Monday, August 18, 2008

Should News Organizations Cut Down On Convention Coverage?

Posted by Teresa at 11:54 AM
Jeff Jarvis argued this weekend on CNN's 'Reliable Sources' that way too much
resources are given to the nominating conventions. I think he has a good point.
Here's a partial transcript of the interview:

KURTZ: The conventions aren't news anymore. They're only staged
events to get media coverage. That's the view of blogger Jeff Jarvis
and a number of other media critics as well.

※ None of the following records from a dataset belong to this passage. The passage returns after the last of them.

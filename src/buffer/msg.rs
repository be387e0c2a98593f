// Copyright PingCAP Inc. 2025.
//
// This program is free software; you can redistribute it and/or modify
// it under the terms of the GNU General Public License as published by
// the Free Software Foundation; version 2 of the License.
//
// This program is distributed in the hope that it will be useful,
// but WITHOUT ANY WARRANTY; without even the implied warranty of
// MERCHANTABILITY or FITNESS FOR A PARTICULAR PURPOSE. See the
// GNU General Public License for more details.
//
// You should have received a copy of the GNU General Public License along
// with this program; if not, write to the Free Software Foundation, Inc.,
// 51 Franklin Street, Fifth Floor, Boston, MA 02110-1301 USA.

//! Scatter-gather message views over pool buffers.
//!
//! A [`Msg`] is an ordered sequence of `(unit, offset, length)` segments,
//! each holding one reference on its unit. Appending a slice of an existing
//! unit is the zero-copy path; `copy_in` fills fresh units from a byte
//! slice; `io_slices` exposes the segments to vectored socket writes without
//! linearizing.

use std::io::IoSlice;
use std::ptr;
use std::slice;

use super::die;
use super::pool::{BufRef, BufferPool};

struct Segment {
    buf: BufRef,
    offset: usize,
    len: usize,
}

/// Ordered view over buffer-unit slices; the request/response carrier.
#[derive(Default)]
pub struct Msg {
    segments: Vec<Segment>,
    total_len: usize,
    /// True when the last segment was filled by this view's own `copy_in`,
    /// i.e. the physical tail of its unit belongs to us and in-place
    /// extension is safe. Any `append_unit` clears it: a borrowed slice may
    /// share its unit with another view, and writing past the slice would
    /// scribble over bytes that view can see.
    tail_owned: bool,
}

impl Msg {
    pub fn new() -> Self {
        Self::default()
    }

    pub fn total_length(&self) -> usize {
        self.total_len
    }

    pub fn is_empty(&self) -> bool {
        self.total_len == 0
    }

    pub fn segment_count(&self) -> usize {
        self.segments.len()
    }

    /// Append a slice of an existing unit without copying. Adds a reference
    /// on the unit. An out-of-bounds slice aborts; the unit is known BUSY
    /// because a live `BufRef` guarantees it.
    pub fn append_unit(&mut self, buf: &BufRef, offset: usize, len: usize) {
        if len == 0 {
            return;
        }
        if offset + len > buf.capacity() {
            die("view slice out of unit bounds");
        }
        self.segments.push(Segment {
            buf: buf.clone(),
            offset,
            len,
        });
        self.total_len += len;
        self.tail_owned = false;
    }

    /// Append `len` bytes of `src`, starting `skip` bytes in, as zero-copy
    /// slices of `src`'s segments.
    pub fn append_view(&mut self, src: &Msg, mut skip: usize, mut len: usize) {
        for seg in &src.segments {
            if len == 0 {
                break;
            }
            if skip >= seg.len {
                skip -= seg.len;
                continue;
            }
            let take = (seg.len - skip).min(len);
            self.append_unit(&seg.buf, seg.offset + skip, take);
            skip = 0;
            len -= take;
        }
    }

    /// Append `src` by copying, first into the unused physical tail of the
    /// last segment when this view owns it, then into fresh units from the
    /// pool. Returns false when the pool runs dry mid-copy; the bytes
    /// appended so far remain in the view and the caller decides whether to
    /// clear or retry.
    pub fn copy_in(&mut self, pool: &BufferPool, mut src: &[u8]) -> bool {
        if src.is_empty() {
            return true;
        }

        if self.tail_owned {
            if let Some(last) = self.segments.last_mut() {
                let used = last.offset + last.len;
                let avail = last.buf.capacity() - used;
                if avail > 0 {
                    let take = avail.min(src.len());
                    unsafe {
                        ptr::copy_nonoverlapping(src.as_ptr(), last.buf.data().add(used), take);
                    }
                    last.len += take;
                    self.total_len += take;
                    src = &src[take..];
                }
            }
        }

        while !src.is_empty() {
            let Some(buf) = pool.get() else {
                return false;
            };
            let take = src.len().min(buf.capacity());
            unsafe {
                ptr::copy_nonoverlapping(src.as_ptr(), buf.data(), take);
            }
            // The fresh unit's single reference moves into the segment.
            self.segments.push(Segment {
                buf,
                offset: 0,
                len: take,
            });
            self.total_len += take;
            self.tail_owned = true;
            src = &src[take..];
        }
        true
    }

    /// Linearize up to `dst.len()` bytes into `dst`; returns the count
    /// actually copied.
    pub fn copy_out(&self, dst: &mut [u8]) -> usize {
        let mut copied = 0;
        for seg in &self.segments {
            if copied == dst.len() {
                break;
            }
            let take = seg.len.min(dst.len() - copied);
            unsafe {
                ptr::copy_nonoverlapping(
                    seg.buf.data().add(seg.offset),
                    dst.as_mut_ptr().add(copied),
                    take,
                );
            }
            copied += take;
        }
        copied
    }

    /// Linearize the whole view into a fresh Vec.
    pub fn to_vec(&self) -> Vec<u8> {
        let mut out = vec![0u8; self.total_len];
        let n = self.copy_out(&mut out);
        out.truncate(n);
        out
    }

    /// The segments as a scatter-gather list for vectored writes. No copy;
    /// the slices borrow from the view.
    pub fn io_slices(&self, max: usize) -> Vec<IoSlice<'_>> {
        self.io_slices_from(0, max)
    }

    /// Scatter-gather list starting `skip` bytes into the view, for
    /// resuming a partial vectored write.
    pub fn io_slices_from(&self, mut skip: usize, max: usize) -> Vec<IoSlice<'_>> {
        let mut out = Vec::with_capacity(self.segments.len().min(max));
        for seg in &self.segments {
            if out.len() == max {
                break;
            }
            if skip >= seg.len {
                skip -= seg.len;
                continue;
            }
            let ptr = unsafe { seg.buf.data().add(seg.offset + skip) };
            let len = seg.len - skip;
            out.push(IoSlice::new(unsafe { slice::from_raw_parts(ptr, len) }));
            skip = 0;
        }
        out
    }

    /// Release every segment's reference, in order, and reset the view.
    pub fn clear(&mut self) {
        self.segments.clear();
        self.total_len = 0;
        self.tail_owned = false;
    }
}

And yet, despite these quadrennial complaints, 15,000 journalists are
getting ready to descend on Denver next weekend, and I'll be among
them, for the Democratic convention. Then the hoards will move to
St. Paul for the GOP convention the following week.

So, is all this a waste of precious journalistic resources?

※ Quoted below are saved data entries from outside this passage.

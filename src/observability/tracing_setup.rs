/// Tracing and structured logging configuration
use std::str::FromStr;
use tracing_subscriber::{fmt, layer::SubscriberExt, util::SubscriberInitExt, EnvFilter};

/// Output format for logging
#[derive(Debug, Clone, Copy)]
pub enum OutputFormat {
    /// Human-readable format for development
    Human,
    /// JSON format for production/log aggregation
    Json,
}

impl FromStr for OutputFormat {
    type Err = String;

    fn from_str(s: &str) -> Result<Self, Self::Err> {
        match s.to_lowercase().as_str() {
            "json" => Ok(OutputFormat::Json),
            _ => Ok(OutputFormat::Human),
        }
    }
}

/// Initialize the tracing subscriber with the given format.
///
/// `RUST_LOG` filters as usual; `LOG_LEVEL` sets the default level when
/// `RUST_LOG` is unset.
pub fn init_tracing(format: OutputFormat) {
    let env_filter = EnvFilter::try_from_default_env().unwrap_or_else(|_| {
        let log_level = std::env::var("LOG_LEVEL").unwrap_or_else(|_| "info".to_string());
        EnvFilter::new(format!("s3lite={log_level}"))
    });

    match format {
        OutputFormat::Human => {
            tracing_subscriber::registry()
                .with(env_filter)
                .with(
                    fmt::layer()
                        .with_target(true)
                        .with_thread_ids(true)
                        .with_level(true)
                        .with_ansi(true),
                )
                .init();
        }
        OutputFormat::Json => {
            tracing_subscriber::registry()
                .with(env_filter)
                .with(
                    fmt::layer()
                        .json()
                        .with_target(true)
                        .with_thread_ids(true)
                        .with_level(true),
                )
                .init();
        }
    }
}

/// Initialize tracing with the format taken from `LOG_FORMAT` ("json" or
/// anything else for human-readable).
pub fn init_tracing_from_env() {
    let format_str = std::env::var("LOG_FORMAT").unwrap_or_else(|_| "human".to_string());
    let format = OutputFormat::from_str(&format_str).unwrap_or(OutputFormat::Human);
    init_tracing(format);
}

#[cfg(test)]
mod tests {
    use super::*;

    #[test]
    fn test_output_format_parsing() {
        assert!(matches!(OutputFormat::from_str("json"), Ok(OutputFormat::Json)));
        assert!(matches!(OutputFormat::from_str("JSON"), Ok(OutputFormat::Json)));
        assert!(matches!(OutputFormat::from_str("human"), Ok(OutputFormat::Human)));
        assert!(matches!(OutputFormat::from_str("invalid"), Ok(OutputFormat::Human)));
    }
}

Joining us now, Jeff Jarvis, veteran newspaper man, former critic
for "TV Guide," who now blogs at

So, your message to journalists is just stay home?

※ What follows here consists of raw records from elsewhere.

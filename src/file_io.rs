//! Whole-file read/write primitives consumed by the request handler.
//!
//! This is the seam in front of the kernel I/O backend: callers hand over a
//! path and a buffer and get back a byte count. The implementation here is
//! the synchronous std one; a ring-based backend slots in behind the same
//! two functions without touching the handler.

use std::fs::File;
use std::io::{Read, Write};
use std::path::Path;

/// Read up to `buf.len()` bytes from the start of the file. Returns the
/// count actually read; callers that know the expected size treat a short
/// count as failure.
pub fn read_file(path: &Path, buf: &mut [u8]) -> std::io::Result<usize> {
    let mut file = File::open(path)?;
    let mut filled = 0;
    while filled < buf.len() {
        let n = file.read(&mut buf[filled..])?;
        if n == 0 {
            break;
        }
        filled += n;
    }
    Ok(filled)
}

/// Create (or truncate) the file and write `data` in full.
pub fn write_file(path: &Path, data: &[u8]) -> std::io::Result<usize> {
    let mut file = File::create(path)?;
    file.write_all(data)?;
    Ok(data.len())
}

#[cfg(test)]
mod tests {
    use super::*;
    use tempfile::tempdir;

    #[test]
    fn write_then_read_exact() {
        let dir = tempdir().expect("tempdir");
        let path = dir.path().join("blob");
        assert_eq!(write_file(&path, b"hello world").expect("write"), 11);

        let mut buf = vec![0u8; 11];
        assert_eq!(read_file(&path, &mut buf).expect("read"), 11);
        assert_eq!(&buf, b"hello world");

        // A short buffer reads a prefix; an oversized one reports the size.
        let mut short = vec![0u8; 5];
        assert_eq!(read_file(&path, &mut short).expect("read"), 5);
        let mut long = vec![0u8; 64];
        assert_eq!(read_file(&path, &mut long).expect("read"), 11);
    }

    #[test]
    fn missing_file_is_an_error() {
        let dir = tempdir().expect("tempdir");
        let mut buf = [0u8; 4];
        assert!(read_file(&dir.path().join("nope"), &mut buf).is_err());
    }
}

JEFF JARVIS, BUZZMACHINE.COM: Not all of them, but a few
could do the job, I think. We don't need 15,000 people to report a
story that has already happened. That's for sure.

KURTZ: Has already happened?

JARVIS: It pretty much has.

KURTZ: I haven't seen Obama's acceptance speech.

JARVIS: And a camera will do a great job of capturing that and
showing it to us all. And we can all make our own analyses afterwards.

KURTZ: All right. Let me take the other side.

You say these conventions are totally scripted and drained of any real
news. It's hard to argue with that these days. But, for example, won't
a significant story at the Democratic convention be the degree to which
Hillary Clinton supporters are willing to embrace Obama, especially
now that she's won the right to have her name placed in nomination?

JARVIS: There are stories there. But Howie, how many people can do
these stories? It's the same story done over and over and over again.

Why are they going? Ego. We have our person there.

Well, the byline means nothing to the reader, I think. And it really
indicates, I believe, a more fundamental cluelessness to the management
and stewardship of journalism today.

Newspapers are shrinking. TV stations are shrinking. They have less

Is this the best use of this resource, especially in an era where we're
shifting to a kind of link economy in news, where the best coverage
The Washington Post's coverage, CNN's coverage, is only a click away?
So, do you really need to have the Omaha person there next to the
Nebraska person there to report the same story we're all watching
on CNN and C-SPAN? KURTZ: So you think that the reporter for
the Omaha paper or the Miami paper or the Kansas City paper, you
name it, are essentially irrelevant because the big boys are there
with their cameras and their notebooks and their big circulation?

JARVIS: Yes, and...

KURTZ: Kind of condescending.

JARVIS: No, it's not really, because what are they going to really
add? It's the same as -- let's say we're covering golf, right? Does
every paper have to have their own golf columnist? Does every
paper have to have their own movie critic?

We've had this argument before. I would say no.

The real question though, is, what's the best allocation of those resources?
They are scarcer. They are more precious. We have fewer reporters.

That person is better staying in Omaha, doing the story in Omaha.
If you want to find out what's happening in the election, talk to voters.

KURTZ: By the way, you dismiss the notion of covering the local
delegations. I actually did that once in 1980 for "The Washington Star,"
and I worked my butt off for four days. I agree, you don't need 30 people
to do that, but, you know, your governor, mayor, members of Congress
going to the big convention is a significant story.

JARVIS: But you can also see them at home right before they go and
do this walkup story. You don't really have to be there.